Rimango ogni volta divinamente sorpresa quando, leggendo la Sacra Scrittura, una Parola improvvisamente si accende sotto i miei occhi e mi cattura letteralmente nel suo mondo che riconosco come il mio, come quello che all’inizio mi era stato promesso. È come se dentro di me una cellula venisse fecondata, una parola incompiuta trovasse il suo significato e la Vita Nuova potesse finalmente esplodere, grazie anche a quella lampada, che con la sua timida luce orienta le sillabe della mia umanità verso la loro pienezza.
Un esempio? Leggo: “Passai vicino a te e ti vidi” (Ez 16, 9). Il versetto si accende e una parola dentro di me si illumina: “so-la”, un connubio perfetto, una gioia indescrivibile, una festa di nozze. Chi ha compiuto il primo passo? Luce o fuoco? Non lo so, ma mi basta gustarne il sapore, sentirne il calore e riconoscermi figlia amata, vita povera, piccola, nascosta, ma bella agli occhi di Chi l’ha creata e la vuole felice. Ormai rapita, proseguo la lettura: “Passai vicino a te e ti vidi. Ecco: la tua età era l’età dell’amore. Strinsi alleanza con te e divenisti mia” (Ez 16, 8). Il versetto si accende e le sillabe si illuminano: “spo-sa”.

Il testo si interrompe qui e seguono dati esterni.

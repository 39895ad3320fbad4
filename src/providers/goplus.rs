//! GoPlus Security API Client
//!
//! Token audits, malicious-address reputation and the phishing-site
//! database. GoPlus reports most booleans as "0"/"1" strings and taxes as
//! decimal fractions; everything is normalized here so scanners never see
//! the raw wire format.
//!
//! API: https://api.gopluslabs.io/api/v1
//! Free tier, no API key required

use async_trait::async_trait;
use serde::de::DeserializeOwned;
use serde::Deserialize;
use std::collections::HashMap;
use std::time::Duration;
use tracing::{debug, warn};

use super::{GoPlusApi, Signal};
use crate::utils::constants::{goplus_chain_segment, USER_AGENT};

// ============================================
// Normalized results
// ============================================

/// Token-security audit, normalized. Every field optional: GoPlus omits
/// fields it has no data for, and absence must not read as a red flag.
#[derive(Debug, Clone, Default)]
pub struct TokenSecurity {
    pub is_honeypot: Option<bool>,
    pub is_open_source: Option<bool>,
    pub is_mintable: Option<bool>,
    pub buy_tax_percent: Option<f64>,
    pub sell_tax_percent: Option<f64>,
    pub hidden_owner: Option<bool>,
    pub is_proxy: Option<bool>,
    pub can_self_destruct: Option<bool>,
    pub is_blacklisted: Option<bool>,
    pub transfer_pausable: Option<bool>,
    pub slippage_modifiable: Option<bool>,
    pub owner_address: Option<String>,
    pub holder_count: Option<u64>,
}

/// Solana token-security audit (subset relevant to mint risk).
#[derive(Debug, Clone, Default)]
pub struct SolanaTokenSecurity {
    pub is_mintable: Option<bool>,
    pub freezable: Option<bool>,
    pub holder_count: Option<u64>,
}

/// Malicious-address reputation: the set of raised flag names.
#[derive(Debug, Clone, Default)]
pub struct AddressSecurity {
    pub flags: Vec<String>,
}

/// Phishing-database verdict for a URL.
#[derive(Debug, Clone)]
pub struct PhishingCheck {
    pub is_phishing: bool,
}

// ============================================
// Wire types
// ============================================

#[derive(Debug, Deserialize)]
struct GoPlusEnvelope<T> {
    #[serde(default)]
    code: Option<i64>,
    #[serde(default)]
    result: Option<T>,
}

#[derive(Debug, Deserialize, Default)]
struct RawTokenSecurity {
    is_honeypot: Option<String>,
    is_open_source: Option<String>,
    is_mintable: Option<String>,
    buy_tax: Option<String>,
    sell_tax: Option<String>,
    hidden_owner: Option<String>,
    is_proxy: Option<String>,
    selfdestruct: Option<String>,
    is_blacklisted: Option<String>,
    transfer_pausable: Option<String>,
    slippage_modifiable: Option<String>,
    owner_address: Option<String>,
    holder_count: Option<String>,
}

#[derive(Debug, Deserialize, Default)]
struct RawStatusFlag {
    status: Option<String>,
}

#[derive(Debug, Deserialize, Default)]
struct RawSolanaSecurity {
    mintable: Option<RawStatusFlag>,
    freezable: Option<RawStatusFlag>,
    holder_count: Option<String>,
}

#[derive(Debug, Deserialize, Default)]
struct RawPhishing {
    #[serde(default)]
    phishing_site: Option<i64>,
}

/// "1" → true, anything else present → false, absent → unknown
fn flag(raw: &Option<String>) -> Option<bool> {
    raw.as_deref().map(|v| v == "1")
}

/// GoPlus taxes are fractions ("0.05" = 5%)
fn tax_percent(raw: &Option<String>) -> Option<f64> {
    raw.as_deref()
        .and_then(|v| v.parse::<f64>().ok())
        .map(|f| f * 100.0)
}

fn count(raw: &Option<String>) -> Option<u64> {
    raw.as_deref().and_then(|v| v.parse().ok())
}

impl From<RawTokenSecurity> for TokenSecurity {
    fn from(raw: RawTokenSecurity) -> Self {
        Self {
            is_honeypot: flag(&raw.is_honeypot),
            is_open_source: flag(&raw.is_open_source),
            is_mintable: flag(&raw.is_mintable),
            buy_tax_percent: tax_percent(&raw.buy_tax),
            sell_tax_percent: tax_percent(&raw.sell_tax),
            hidden_owner: flag(&raw.hidden_owner),
            is_proxy: flag(&raw.is_proxy),
            can_self_destruct: flag(&raw.selfdestruct),
            is_blacklisted: flag(&raw.is_blacklisted),
            transfer_pausable: flag(&raw.transfer_pausable),
            slippage_modifiable: flag(&raw.slippage_modifiable),
            owner_address: raw.owner_address.filter(|s| !s.is_empty()),
            holder_count: count(&raw.holder_count),
        }
    }
}

// ============================================
// Client
// ============================================

/// GoPlus HTTP client
pub struct GoPlusClient {
    client: reqwest::Client,
    base_url: String,
    timeout: Duration,
}

impl GoPlusClient {
    pub fn new(timeout: Duration) -> Self {
        Self {
            client: reqwest::Client::new(),
            base_url: "https://api.gopluslabs.io/api/v1".to_string(),
            timeout,
        }
    }

    #[cfg(test)]
    pub fn with_base_url(base_url: impl Into<String>, timeout: Duration) -> Self {
        Self {
            client: reqwest::Client::new(),
            base_url: base_url.into(),
            timeout,
        }
    }

    async fn get_envelope<T: DeserializeOwned + Default>(&self, url: &str) -> Result<T, String> {
        let response = self
            .client
            .get(url)
            .header("User-Agent", USER_AGENT)
            .timeout(self.timeout)
            .send()
            .await
            .map_err(|e| format!("GoPlus request failed: {}", e))?;

        if !response.status().is_success() {
            return Err(format!("GoPlus API error: {}", response.status()));
        }

        let envelope: GoPlusEnvelope<T> = response
            .json()
            .await
            .map_err(|e| format!("GoPlus response unparseable: {}", e))?;

        // GoPlus uses code 1 for success; some endpoints omit it
        if let Some(code) = envelope.code {
            if code != 1 && code != 0 {
                return Err(format!("GoPlus returned code {}", code));
            }
        }
        envelope.result.ok_or_else(|| "GoPlus returned an empty result".to_string())
    }
}

#[async_trait]
impl GoPlusApi for GoPlusClient {
    async fn token_security(&self, chain_id: u64, address: &str) -> Signal<TokenSecurity> {
        let Some(chain) = goplus_chain_segment(chain_id) else {
            return Signal::Unavailable(format!("GoPlus does not cover chain {}", chain_id));
        };
        let url = format!(
            "{}/token_security/{}?contract_addresses={}",
            self.base_url, chain, address
        );
        debug!(chain_id, "GoPlus: token security lookup");

        match self
            .get_envelope::<HashMap<String, RawTokenSecurity>>(&url)
            .await
        {
            Ok(map) => {
                let key = address.to_lowercase();
                match map.into_iter().find(|(k, _)| k.to_lowercase() == key) {
                    Some((_, raw)) => Signal::Ok(raw.into()),
                    None => Signal::Unavailable("GoPlus has no audit for this token".to_string()),
                }
            }
            Err(reason) => {
                warn!("{}", reason);
                Signal::Unavailable(reason)
            }
        }
    }

    async fn solana_token_security(&self, mint: &str) -> Signal<SolanaTokenSecurity> {
        let url = format!(
            "{}/solana/token_security?contract_addresses={}",
            self.base_url, mint
        );
        debug!("GoPlus: solana token security lookup");

        match self
            .get_envelope::<HashMap<String, RawSolanaSecurity>>(&url)
            .await
        {
            Ok(map) => match map.into_iter().find(|(k, _)| k == mint) {
                Some((_, raw)) => Signal::Ok(SolanaTokenSecurity {
                    is_mintable: raw.mintable.as_ref().and_then(|f| flag(&f.status)),
                    freezable: raw.freezable.as_ref().and_then(|f| flag(&f.status)),
                    holder_count: count(&raw.holder_count),
                }),
                None => Signal::Unavailable("GoPlus has no audit for this mint".to_string()),
            },
            Err(reason) => {
                warn!("{}", reason);
                Signal::Unavailable(reason)
            }
        }
    }

    /// Cross-chain malicious-address flags. GoPlus aggregates reputation
    /// for a bare address, so one call covers the supported EVM set.
    async fn address_security(&self, address: &str) -> Signal<AddressSecurity> {
        let url = format!("{}/address_security/{}", self.base_url, address);
        debug!("GoPlus: address security lookup");

        match self
            .get_envelope::<HashMap<String, serde_json::Value>>(&url)
            .await
        {
            Ok(map) => {
                let mut flags: Vec<String> = map
                    .into_iter()
                    .filter(|(_, v)| {
                        v.as_str().map(|s| s == "1").unwrap_or(false)
                            || v.as_i64().map(|n| n == 1).unwrap_or(false)
                    })
                    .map(|(k, _)| k)
                    .filter(|k| k != "data_source" && k != "contract_address")
                    .collect();
                flags.sort();
                Signal::Ok(AddressSecurity { flags })
            }
            Err(reason) => {
                warn!("{}", reason);
                Signal::Unavailable(reason)
            }
        }
    }

    async fn phishing_site(&self, url_to_check: &str) -> Signal<PhishingCheck> {
        let url = format!(
            "{}/phishing_site?url={}",
            self.base_url,
            urlencode(url_to_check)
        );
        debug!("GoPlus: phishing site lookup");

        match self.get_envelope::<RawPhishing>(&url).await {
            Ok(raw) => Signal::Ok(PhishingCheck {
                is_phishing: raw.phishing_site == Some(1),
            }),
            Err(reason) => {
                warn!("{}", reason);
                Signal::Unavailable(reason)
            }
        }
    }
}

/// Minimal percent-encoding for a URL passed as a query value.
fn urlencode(s: &str) -> String {
    url::form_urlencoded::byte_serialize(s.as_bytes()).collect()
}

#[cfg(test)]
mod tests {
    use super::*;

    #[test]
    fn test_flag_parsing() {
        assert_eq!(flag(&Some("1".to_string())), Some(true));
        assert_eq!(flag(&Some("0".to_string())), Some(false));
        assert_eq!(flag(&None), None);
    }

    #[test]
    fn test_tax_is_fraction_to_percent() {
        assert_eq!(tax_percent(&Some("0.05".to_string())), Some(5.0));
        assert_eq!(tax_percent(&Some("garbage".to_string())), None);
    }

    #[test]
    fn test_token_security_normalization() {
        let raw = RawTokenSecurity {
            is_honeypot: Some("1".to_string()),
            buy_tax: Some("0.1".to_string()),
            holder_count: Some("4210".to_string()),
            owner_address: Some(String::new()),
            ..Default::default()
        };
        let sec: TokenSecurity = raw.into();
        assert_eq!(sec.is_honeypot, Some(true));
        assert_eq!(sec.buy_tax_percent, Some(10.0));
        assert_eq!(sec.holder_count, Some(4210));
        // Empty owner address normalizes to unknown
        assert!(sec.owner_address.is_none());
        // Absent fields stay unknown, never default to a verdict
        assert!(sec.is_blacklisted.is_none());
    }
}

La memoria, grata, corre al mio sì di venticinque anni fa e il cuore trabocca di amore. Lo chiamo ancora “amore”, perché ne conserva i tratti dell’unicità e della novità, ma, appunto perché nuovo, è anche diverso. Oggi c’è più aria di casa, di piccole consuetudini e ripetute liturgie, di innumerevoli partenze e ritorni, di gente seduta alla nostra tavola, di volti che non vedo più e di sorrisi e lacrime da accogliere e asciugare, dipingere e consolare. Con la sola luce di una vecchia lampada, che posso decisamente chiamare fede.